Data entries:
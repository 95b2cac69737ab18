//! Resolution context for template evaluation.
//!
//! Holds the data a `{{path}}` can address, layered by precedence:
//!
//! 1. iteration bindings (innermost scope first)
//! 2. the current record (`current.*`)
//! 3. records by id (`email_001.*`)
//! 4. node-namespaced globals (`alias.field`, flat key paths)
//! 5. direct globals (`apiKey`)
//!
//! The engine snapshots store contents into a context before resolving a
//! node's inputs; iterate and route nodes push and pop binding scopes as
//! they enter and leave their bodies.

use std::collections::HashMap;

use serde_json::Value;
use webpilot_core::record_id;

use crate::error::ExpressionError;
use crate::path::{Path, PathSegment};

/// Layered lookup context for `{{path}}` resolution.
#[derive(Debug, Clone, Default)]
pub struct ResolveContext {
    /// Binding scopes, outermost first. Lookup walks them in reverse.
    scopes: Vec<HashMap<String, Value>>,
    /// Merged view of the current iteration's record, if any.
    current_record: Option<Value>,
    /// Merged record views by record id.
    records: HashMap<String, Value>,
    /// Global store entries keyed by their key path
    /// (`apiKey`, `extract_emails.count`).
    globals: serde_json::Map<String, Value>,
}

impl ResolveContext {
    /// Create an empty context.
    #[must_use]
    pub fn new() -> Self {
        Self::default()
    }

    /// Replace the global entries (flat key-path map).
    pub fn set_globals(&mut self, globals: serde_json::Map<String, Value>) {
        self.globals = globals;
    }

    /// Insert a single global entry by key path.
    pub fn set_global(&mut self, key: impl Into<String>, value: Value) {
        self.globals.insert(key.into(), value);
    }

    /// Insert a record's merged view under its id.
    pub fn set_record(&mut self, id: impl Into<String>, view: Value) {
        self.records.insert(id.into(), view);
    }

    /// Set the current iteration record's merged view.
    pub fn set_current_record(&mut self, view: Value) {
        self.current_record = Some(view);
    }

    /// Clear the current iteration record.
    pub fn clear_current_record(&mut self) {
        self.current_record = None;
    }

    /// Whether a current record is in scope.
    #[must_use]
    pub fn has_current_record(&self) -> bool {
        self.current_record.is_some()
    }

    /// Push a fresh binding scope. Bindings added afterwards shadow
    /// outer scopes until [`pop_scope`](Self::pop_scope).
    pub fn push_scope(&mut self) {
        self.scopes.push(HashMap::new());
    }

    /// Pop the innermost binding scope, discarding its bindings.
    pub fn pop_scope(&mut self) {
        self.scopes.pop();
    }

    /// Bind a name in the innermost scope. Pushes a scope if none exists.
    pub fn bind(&mut self, name: impl Into<String>, value: Value) {
        if self.scopes.is_empty() {
            self.scopes.push(HashMap::new());
        }
        if let Some(scope) = self.scopes.last_mut() {
            scope.insert(name.into(), value);
        }
    }

    /// Look up a binding by name, innermost scope first.
    #[must_use]
    pub fn binding(&self, name: &str) -> Option<&Value> {
        self.scopes.iter().rev().find_map(|scope| scope.get(name))
    }

    /// Resolve a parsed path against this context.
    pub fn lookup(&self, path: &Path) -> Result<Value, ExpressionError> {
        let segments = path.segments();
        let Some(head) = path.head() else {
            return Err(ExpressionError::unresolved(
                path.source(),
                "path must start with an identifier",
            ));
        };

        // 1. Iteration bindings win over everything.
        if let Some(value) = self.binding(head) {
            return descend(path, value, &segments[1..]);
        }

        // 2. Current record shorthand.
        if head == "current" {
            if let Some(view) = &self.current_record {
                return descend(path, view, &segments[1..]);
            }
            return Err(ExpressionError::unresolved(
                path.source(),
                "no current record in scope",
            ));
        }

        // 3. Record-id pattern, only when such a record exists.
        if record_id::is_record_id(head) {
            if let Some(view) = self.records.get(head) {
                return descend(path, view, &segments[1..]);
            }
        }

        // 4. Node-namespaced global: the first two key segments form the
        //    flat key path (`alias.field`).
        if let (Some(PathSegment::Key(first)), Some(PathSegment::Key(second))) =
            (segments.first(), segments.get(1))
        {
            let flat = format!("{first}.{second}");
            if let Some(value) = self.globals.get(&flat) {
                return descend(path, value, &segments[2..]);
            }
        }

        // 5. Direct global.
        if let Some(value) = self.globals.get(head) {
            return descend(path, value, &segments[1..]);
        }

        Err(ExpressionError::unresolved(
            path.source(),
            format!("{head:?} is not a binding, record, or variable"),
        ))
    }
}

/// Walk the remaining segments into a value, cloning the result.
fn descend(
    path: &Path,
    value: &Value,
    segments: &[PathSegment],
) -> Result<Value, ExpressionError> {
    let mut cursor = value;
    for segment in segments {
        cursor = match (segment, cursor) {
            (PathSegment::Key(key), Value::Object(map)) => map.get(key).ok_or_else(|| {
                ExpressionError::unresolved(path.source(), format!("missing field {key:?}"))
            })?,
            (PathSegment::Index(index), Value::Array(items)) => {
                items.get(*index).ok_or_else(|| {
                    ExpressionError::unresolved(
                        path.source(),
                        format!("index {index} out of bounds (len {})", items.len()),
                    )
                })?
            }
            (PathSegment::Key(key), other) => {
                return Err(ExpressionError::unresolved(
                    path.source(),
                    format!("cannot access field {key:?} on {}", type_name(other)),
                ));
            }
            (PathSegment::Index(index), other) => {
                return Err(ExpressionError::unresolved(
                    path.source(),
                    format!("cannot index [{index}] into {}", type_name(other)),
                ));
            }
        };
    }
    Ok(cursor.clone())
}

fn type_name(value: &Value) -> &'static str {
    match value {
        Value::Null => "null",
        Value::Bool(_) => "boolean",
        Value::Number(_) => "number",
        Value::String(_) => "string",
        Value::Array(_) => "array",
        Value::Object(_) => "object",
    }
}
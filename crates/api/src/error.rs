//! The wire error shape.
//!
//! Every command failure surfaces as `{ code, message, details? }`. The
//! codes are stable: structural errors (`duplicate_alias`,
//! `alias_not_found`, `range_invalid`), execution errors
//! (`selector_failed`, `navigation_failed`, `ai_schema_violation`,
//! `busy`, `cancelled`, `timeout`), and request errors (`bad_request`,
//! `workflow_not_found`, `record_not_found`).

use serde::{Deserialize, Serialize};
use serde_json::Value;
use webpilot_browser::BrowserError;
use webpilot_engine::{EngineError, NodeFailure};
use webpilot_schema::SchemaError;
use webpilot_store::StoreError;
use webpilot_workflow::WorkflowError;

/// A command failure as serialized on the wire.
#[derive(Debug, Clone, PartialEq, Serialize, Deserialize, thiserror::Error)]
#[error("{code}: {message}")]
pub struct ApiError {
    /// Machine-readable code.
    pub code: String,
    /// Human-readable message.
    pub message: String,
    /// Structured context, when available.
    #[serde(default, skip_serializing_if = "Option::is_none")]
    pub details: Option<Value>,
}

impl ApiError {
    /// Build an error from a code and message.
    #[must_use]
    pub fn new(code: impl Into<String>, message: impl Into<String>) -> Self {
        Self {
            code: code.into(),
            message: message.into(),
            details: None,
        }
    }

    /// Attach structured details.
    #[must_use]
    pub fn with_details(mut self, details: Value) -> Self {
        self.details = Some(details);
        self
    }

    /// A malformed request.
    #[must_use]
    pub fn bad_request(message: impl Into<String>) -> Self {
        Self::new("bad_request", message)
    }

    /// The workflow does not exist.
    #[must_use]
    pub fn workflow_not_found(id: &str) -> Self {
        Self::new("workflow_not_found", format!("no workflow {id:?}"))
    }
}

impl From<WorkflowError> for ApiError {
    fn from(err: WorkflowError) -> Self {
        let code = match &err {
            WorkflowError::DuplicateAlias { .. } => "duplicate_alias",
            WorkflowError::AliasNotFound { .. } => "alias_not_found",
            WorkflowError::RangeInvalid { .. } => "range_invalid",
            WorkflowError::PositionOutOfRange { .. } => "invalid_alias",
            WorkflowError::BadSelection { .. } => "bad_selection",
            WorkflowError::BadTarget { .. } | WorkflowError::NonContiguousReplace { .. } => {
                "bad_request"
            }
            WorkflowError::InvalidNode { .. } => "invalid_alias",
        };
        Self::new(code, err.to_string())
    }
}

impl From<EngineError> for ApiError {
    fn from(err: EngineError) -> Self {
        match err {
            EngineError::Busy => Self::new("busy", err.to_string()),
            EngineError::Workflow(inner) => inner.into(),
            EngineError::Store(inner) => inner.into(),
            EngineError::Browser(inner) => inner.into(),
        }
    }
}

impl From<StoreError> for ApiError {
    fn from(err: StoreError) -> Self {
        let code = match &err {
            StoreError::RecordNotFound { .. } => "record_not_found",
            StoreError::DuplicateRecord { .. } => "duplicate_record",
            StoreError::Backend { .. } => "store_failed",
        };
        Self::new(code, err.to_string())
    }
}

impl From<BrowserError> for ApiError {
    fn from(err: BrowserError) -> Self {
        let failure = NodeFailure::from(err);
        Self {
            code: failure.code,
            message: failure.message,
            details: failure.details,
        }
    }
}

impl From<NodeFailure> for ApiError {
    fn from(failure: NodeFailure) -> Self {
        Self {
            code: failure.code,
            message: failure.message,
            details: failure.details,
        }
    }
}

impl From<SchemaError> for ApiError {
    fn from(err: SchemaError) -> Self {
        match &err {
            SchemaError::InvalidDeclaration { .. } => Self::new("bad_request", err.to_string()),
            SchemaError::ValidationFailed {
                coercions_attempted,
                ..
            } => {
                let code = if coercions_attempted.is_empty() {
                    "validation_failed"
                } else {
                    "coercion_failed"
                };
                let failure = NodeFailure::from(err.clone());
                Self::new(code, failure.message).with_details(
                    failure.details.unwrap_or(Value::Null),
                )
            }
        }
    }
}

#[cfg(test)]
mod tests {
    use super::*;
    use pretty_assertions::assert_eq;
    use webpilot_core::Alias;

    #[test]
    fn workflow_errors_map_to_wire_codes() {
        let err = ApiError::from(WorkflowError::DuplicateAlias {
            alias: Alias::new("x").unwrap(),
        });
        assert_eq!(err.code, "duplicate_alias");

        let err = ApiError::from(WorkflowError::BadSelection {
            selection: "??".into(),
            reason: "nope".into(),
        });
        assert_eq!(err.code, "bad_selection");
    }

    #[test]
    fn busy_maps_to_busy() {
        assert_eq!(ApiError::from(EngineError::Busy).code, "busy");
    }

    #[test]
    fn serializes_without_empty_details() {
        let err = ApiError::new("timeout", "too slow");
        let json = serde_json::to_value(&err).unwrap();
        assert_eq!(
            json,
            serde_json::json!({"code": "timeout", "message": "too slow"})
        );
    }
}
//! Data models for ModShelf API resources.
//!
//! This module contains the structures the API's JSON responses
//! deserialize into:
//!
//! - `Project`, `ProjectNamespace`, `ProjectStats`: the registry's
//!   central resource, plus `ProjectSearch` for the search endpoint
//! - `Version`, `VersionTag`, `FileInfo`: uploaded plugin releases
//! - `User`, `Membership`, `Organization`, `Member`: account types
//! - `PaginatedResult`: the envelope list endpoints wrap results in

pub mod project;
pub mod user;
pub mod version;

pub use project::{
    PaginatedResult, Pagination, Project, ProjectNamespace, ProjectSearch, ProjectStats,
    UserActions,
};
pub use user::{Member, Membership, MembershipScope, Organization, Role, User};
pub use version::{FileInfo, TagColor, Version, VersionTag};
use chrono::{DateTime, Utc};
use serde::{Deserialize, Serialize};
use serde_json::{Map, Value};

/// Pagination envelope the list endpoints wrap their results in.
#[derive(Debug, Clone, Serialize, Deserialize)]
pub struct PaginatedResult<T> {
    pub pagination: Pagination,
    pub result: Vec<T>,
}

#[derive(Debug, Clone, Serialize, Deserialize)]
pub struct Pagination {
    pub limit: u64,
    pub offset: u64,
    pub count: u64,
}

impl Pagination {
    /// Total number of pages at this page size.
    pub fn page_count(&self) -> u64 {
        if self.limit == 0 {
            return 0;
        }
        (self.count + self.limit - 1) / self.limit
    }

    /// Page the current offset falls on, starting at 1.
    pub fn current_page(&self) -> u64 {
        if self.limit == 0 {
            return 1;
        }
        self.offset / self.limit + 1
    }
}

#[derive(Debug, Clone, Serialize, Deserialize)]
pub struct Project {
    pub plugin_id: String,
    pub name: String,
    pub namespace: ProjectNamespace,
    #[serde(default)]
    pub description: Option<String>,
    #[serde(default)]
    pub category: Option<String>,
    #[serde(default)]
    pub visibility: Option<String>,
    #[serde(default)]
    pub created_at: Option<DateTime<Utc>>,
    #[serde(default)]
    pub stats: ProjectStats,
    #[serde(default)]
    pub user_actions: UserActions,
}

#[derive(Debug, Clone, PartialEq, Eq, Serialize, Deserialize)]
pub struct ProjectNamespace {
    pub owner: String,
    pub slug: String,
}

impl ProjectNamespace {
    /// `owner/slug`, as project pages address it.
    pub fn display(&self) -> String {
        format!("{}/{}", self.owner, self.slug)
    }
}

#[derive(Debug, Clone, Default, Serialize, Deserialize)]
pub struct ProjectStats {
    #[serde(default)]
    pub stars: i64,
    #[serde(default)]
    pub watchers: i64,
    #[serde(default)]
    pub downloads: i64,
}

/// The viewer's own relationship to a project.
#[derive(Debug, Clone, Default, Serialize, Deserialize)]
pub struct UserActions {
    #[serde(default)]
    pub starred: bool,
    #[serde(default)]
    pub watching: bool,
}

/// Query for the project search endpoint.
///
/// `exact(owner, slug)` is the lookup the project page uses to resolve
/// a namespace to a project.
#[derive(Debug, Clone, Default)]
pub struct ProjectSearch {
    pub query: Option<String>,
    pub owner: Option<String>,
    pub category: Option<String>,
    pub exact: bool,
    pub limit: Option<u64>,
    pub offset: Option<u64>,
}

impl ProjectSearch {
    pub fn query(q: impl Into<String>) -> Self {
        Self {
            query: Some(q.into()),
            ..Self::default()
        }
    }

    /// Exact namespace lookup: at most one result, matching
    /// `owner/slug`.
    pub fn exact(owner: impl Into<String>, slug: impl Into<String>) -> Self {
        Self {
            query: Some(slug.into()),
            owner: Some(owner.into()),
            exact: true,
            ..Self::default()
        }
    }

    /// Render as the endpoint's query object. Unset fields are absent,
    /// `exact` only appears when set.
    pub fn to_query(&self) -> Value {
        let mut map = Map::new();
        if let Some(ref q) = self.query {
            map.insert("q".into(), Value::from(q.clone()));
        }
        if let Some(ref owner) = self.owner {
            map.insert("owner".into(), Value::from(owner.clone()));
        }
        if let Some(ref category) = self.category {
            map.insert("category".into(), Value::from(category.clone()));
        }
        if self.exact {
            map.insert("exact".into(), Value::from(true));
        }
        if let Some(limit) = self.limit {
            map.insert("limit".into(), Value::from(limit));
        }
        if let Some(offset) = self.offset {
            map.insert("offset".into(), Value::from(offset));
        }
        Value::Object(map)
    }
}
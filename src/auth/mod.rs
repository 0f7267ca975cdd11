//! Session management for the ModShelf API.
//!
//! This module provides:
//! - `Session` / `SessionKind`: the bearer credential model, with a
//!   60-second freshness margin on expiring sessions
//! - `SessionStore`: durable per-kind persistence of the current
//!   session
//!
//! Sessions are issued by the API's authenticate endpoints and cached
//! on disk until they go stale or the server rejects them.

pub mod session;
pub mod store;

pub use session::{Session, SessionKind};
pub use store::SessionStore;
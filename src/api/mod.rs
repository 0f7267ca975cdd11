//! REST gateway module for the ModShelf API.
//!
//! This module provides the `ApiClient` gateway every API call goes
//! through, the `Payload` union callers pick request bodies from, and
//! the `ApiError` taxonomy.
//!
//! Sessions are acquired lazily through the authenticate endpoints and
//! presented as `Authorization: ApiSession <token>`; a server-rejected
//! session is re-acquired and the call retried exactly once.

pub mod client;
pub mod error;
pub mod payload;

pub use client::{ApiClient, PermissionScope};
pub use error::ApiError;
pub use payload::{MultipartField, Payload};
use std::fmt;

use chrono::{DateTime, Duration, Utc};
use serde::{Deserialize, Serialize};

/// Safety margin when judging session freshness.
/// A session that expires within the next minute is treated as stale so
/// it cannot lapse while a request is in flight.
const EXPIRY_MARGIN_SECS: i64 = 60;

/// Which caller a session authenticates: the logged-in viewer or an
/// anonymous visitor. The kind decides the storage slot, the
/// authentication endpoint, and the session type the server must
/// declare in its response.
#[derive(Debug, Clone, Copy, PartialEq, Eq, Hash)]
pub enum SessionKind {
    User,
    Public,
}

impl SessionKind {
    /// Path of the authentication endpoint for this kind, relative to
    /// the API base.
    pub fn authenticate_path(self) -> &'static str {
        match self {
            SessionKind::User => "authenticate/user",
            SessionKind::Public => "authenticate",
        }
    }

    /// The `type` field the authenticate response must carry.
    pub fn declared_type(self) -> &'static str {
        match self {
            SessionKind::User => "user",
            SessionKind::Public => "public",
        }
    }

    /// File name of the persisted slot for this kind.
    pub(crate) fn slot_file(self) -> &'static str {
        match self {
            SessionKind::User => "api_session.json",
            SessionKind::Public => "public_api_session.json",
        }
    }
}

impl fmt::Display for SessionKind {
    fn fmt(&self, f: &mut fmt::Formatter<'_>) -> fmt::Result {
        f.write_str(self.declared_type())
    }
}

/// A bearer credential for the API, as issued by the authenticate
/// endpoints and persisted between runs.
#[derive(Debug, Clone, Serialize, Deserialize)]
pub struct Session {
    /// Opaque token presented in the Authorization header.
    #[serde(rename = "session")]
    pub token: String,
    /// Expiry timestamp. Absent means the session is trusted until the
    /// server rejects it.
    #[serde(default, skip_serializing_if = "Option::is_none")]
    pub expires: Option<DateTime<Utc>>,
}

impl Session {
    pub fn new(token: impl Into<String>, expires: Option<DateTime<Utc>>) -> Self {
        Self {
            token: token.into(),
            expires,
        }
    }

    /// Whether the session may no longer be presented to the server.
    pub fn is_stale(&self) -> bool {
        match self.expires {
            Some(expires) => expires < Utc::now() + Duration::seconds(EXPIRY_MARGIN_SECS),
            None => false,
        }
    }
}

**Exercise instructions:** Search the data above for the word "records". Copy each line it is in.

**Solution to the problem:**
//! 3. records by id (`email_001.*`)
    records: HashMap<String, Value>,
        self.records.insert(id.into(), view);
            if let Some(view) = self.records.get(head) {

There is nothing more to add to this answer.